Inflation has the worst effect on the consumers. Since the price of commodities have increased, it becomes hard for the consumers to afford the basic commodities. The consumers have no choice but to ask for rise in wages which might not be possible. That is why government tries to decrease or control inflation. Whenever inflation increases, it is observed that many changes are introduced in the monetary and fiscal policies. Such changes do not bode well for the overall economic development of the economy. 
 
Other effects include: 
 
• People start consuming or buying less of these goods and services as their income is limited. This leads to slowdown not only in consumption but also production. Manufacturers will start producing fewer goods due to high costs and anticipated lower demand.
• Banks will increase interest rates as inflation increases otherwise real interest rate will be negative. (Real interest ~ Nominal interest rate – inflation). This makes borrowing costly for both consumers and corporate. Thus people will buy fewer automobiles, houses and other goods. Industries will not borrow money from banks to invest in capacity expansion because borrowing rates are high.
• Higher interest rates lead to slowdown in the economy. This leads to increase in unemployment because companies start focusing on cost cutting and reduces hiring. Remember Jet Airways lay off over 1000 employees to save cost.
• Rising inflation can prompt trade unions to demand higher wages, to keep up with consumer prices. Rising wages in turn can help fuel inflation.
• Inflation affects the productivity of companies. They add inefficiencies in the market, and make it difficult for companies to budget or plan long-term. Inflation can act as a drag on productivity as companies are forced to shift resources away from products and services in order to focus on profit and losses from currency inflation.
 
In order to tame the inflation, Reserve Bank of India and government are making continuous efforts to tame it. While RBI controls the liquidity in the economy by manipulating the interest rates, government tries to maintain the demand and supply balance through fiscal measures. The techniques of monetary policy influence the cost or availability of credit in general. But if the conditions in an economy are such that expansion in some directions is desirable even as credit in some fields needs to be curtailed, some degree of selectiveness must be introduced in monetary control.
 
Fiscal measures to control inflation include taxation, government expenditure and public borrowings. The government can also take some protectionist measures (such as banning the export of essential items such as pulses, cereals and oils to support the domestic consumption, encourage imports by lowering duties on import items etc.). 
 
Other measures which can be undertaken by the government to curb inflation are   : 
 
• The limit of revenue account deficit
• Increase and develop industrial production to raise supply according to the demands.

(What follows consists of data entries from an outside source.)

use std::fmt;

use chrono::{DateTime, NaiveDate, NaiveTime, Utc};
use serde::{Deserialize, Serialize};
use tracing::warn;

use shared_config::AppConfig;

// ==============================================================================
// CORE APPOINTMENT MODELS
// ==============================================================================

#[derive(Debug, Clone, Serialize, Deserialize)]
pub struct Appointment {
    pub id: uuid::Uuid,
    pub patient_id: uuid::Uuid,
    pub date: NaiveDate,
    pub start_time: NaiveTime,
    pub end_time: NaiveTime,
    pub status: AppointmentStatus,
    pub reason: Option<String>,
    pub notes: Option<String>,
    pub created_at: DateTime<Utc>,
    pub updated_at: DateTime<Utc>,
}

impl Appointment {
    /// Half-open interval test over `[start, end)`: an appointment ending
    /// exactly when another begins does not collide.
    pub fn overlaps(&self, start: NaiveTime, end: NaiveTime) -> bool {
        self.start_time < end && start < self.end_time
    }
}

#[derive(Debug, Clone, Copy, Serialize, Deserialize, PartialEq, Eq)]
#[serde(rename_all = "snake_case")]
pub enum AppointmentStatus {
    Scheduled,
    Confirmed,
    InProgress,
    Completed,
    Cancelled,
    NoShow,
}

impl AppointmentStatus {
    /// Terminal statuses take no further part in the workflow.
    pub fn is_terminal(&self) -> bool {
        matches!(
            self,
            AppointmentStatus::Completed | AppointmentStatus::Cancelled | AppointmentStatus::NoShow
        )
    }

    /// Whether the appointment still occupies its slot for overlap checks.
    /// A completed visit keeps its historical slot; only cancellations and
    /// no-shows free it.
    pub fn blocks_calendar(&self) -> bool {
        !matches!(
            self,
            AppointmentStatus::Cancelled | AppointmentStatus::NoShow
        )
    }
}

impl fmt::Display for AppointmentStatus {
    fn fmt(&self, f: &mut fmt::Formatter<'_>) -> fmt::Result {
        match self {
            AppointmentStatus::Scheduled => write!(f, "scheduled"),
            AppointmentStatus::Confirmed => write!(f, "confirmed"),
            AppointmentStatus::InProgress => write!(f, "in_progress"),
            AppointmentStatus::Completed => write!(f, "completed"),
            AppointmentStatus::Cancelled => write!(f, "cancelled"),
            AppointmentStatus::NoShow => write!(f, "no_show"),
        }
    }
}

// ==============================================================================
// REQUEST/RESPONSE MODELS
// ==============================================================================

#[derive(Debug, Clone, Deserialize)]
pub struct BookAppointmentRequest {
    pub patient_id: uuid::Uuid,
    pub date: NaiveDate,
    pub start_time: NaiveTime,
    pub end_time: NaiveTime,
    pub reason: Option<String>,
    pub notes: Option<String>,
}

/// Partial-update payload: only supplied fields change. An entirely empty
/// patch is rejected rather than treated as a no-op write.
#[derive(Debug, Clone, Default, Deserialize)]
pub struct AppointmentPatch {
    pub date: Option<NaiveDate>,
    pub start_time: Option<NaiveTime>,
    pub end_time: Option<NaiveTime>,
    pub status: Option<AppointmentStatus>,
    pub reason: Option<String>,
    pub notes: Option<String>,
}

impl AppointmentPatch {
    pub fn is_empty(&self) -> bool {
        self.date.is_none()
            && self.start_time.is_none()
            && self.end_time.is_none()
            && self.status.is_none()
            && self.reason.is_none()
            && self.notes.is_none()
    }

    /// The interval invariants only need re-checking when the calendar
    /// position moves.
    pub fn moves_interval(&self) -> bool {
        self.date.is_some() || self.start_time.is_some() || self.end_time.is_some()
    }
}

#[derive(Debug, Clone, Deserialize)]
pub struct SetStatusRequest {
    pub status: AppointmentStatus,
}

#[derive(Debug, Clone, Default, Deserialize)]
pub struct AppointmentSearchQuery {
    pub date: Option<NaiveDate>,
    pub from_date: Option<NaiveDate>,
    pub to_date: Option<NaiveDate>,
    pub patient_id: Option<uuid::Uuid>,
    pub status: Option<AppointmentStatus>,
    pub page: Option<i64>,
    pub limit: Option<i64>,
}

#[derive(Debug, Clone, Default, Deserialize)]
pub struct UpcomingQuery {
    pub days: Option<i64>,
}

#[derive(Debug, Clone, Serialize)]
pub struct AppointmentPage {
    pub appointments: Vec<Appointment>,
    pub page: i64,
    pub limit: i64,
    pub total: i64,
}

// ==============================================================================
// SCHEDULING RULES
// ==============================================================================

/// Business-window configuration, injected at construction rather than read
/// from ambient globals.
#[derive(Debug, Clone)]
pub struct SchedulingRules {
    pub opens: NaiveTime,
    pub closes: NaiveTime,
    pub min_duration_minutes: i64,
}

impl SchedulingRules {
    pub fn from_config(config: &AppConfig) -> Self {
        Self {
            opens: parse_clock(&config.clinic_opens_at, "CLINIC_OPENS_AT", "08:00"),
            closes: parse_clock(&config.clinic_closes_at, "CLINIC_CLOSES_AT", "18:00"),
            min_duration_minutes: config.min_appointment_minutes,
        }
    }
}

impl Default for SchedulingRules {
    fn default() -> Self {
        Self {
            opens: NaiveTime::from_hms_opt(8, 0, 0).unwrap(),
            closes: NaiveTime::from_hms_opt(18, 0, 0).unwrap(),
            min_duration_minutes: 30,
        }
    }
}

fn parse_clock(value: &str, var: &str, fallback: &str) -> NaiveTime {
    NaiveTime::parse_from_str(value, "%H:%M").unwrap_or_else(|_| {
        warn!("{} value {:?} is not HH:MM, using {}", var, value, fallback);
        NaiveTime::parse_from_str(fallback, "%H:%M").unwrap()
    })
}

• To increase industrial production, government liberalized laws related to and reduced prices of necessary raw materials and services.
• Too-grain is a factor, responsible for the rise of inflation in India, to fulfill its demand; various measures like import of wheat, oil seeds, opening market selling of India Food Corporation's stock of wheat and rice, regulating process etc. are taken in recent times.
• To check and curtail black market, laws have been made stringent. Black market while increases the unaccounted liquidity in economy, fiscal and monetary measures are also inapplicable on it. 
 
Moreover, poor must be protected and others must bear their fair share of the burden when the adjustments will be made both on the revenue side and on the expenditure side.
 
Inflation control in any developing country must be taken on priority basis as it is drag on development where incomes of the countrymen are not growing as fast. Measures to control must be holistic one including export, import, tax and other reform measures.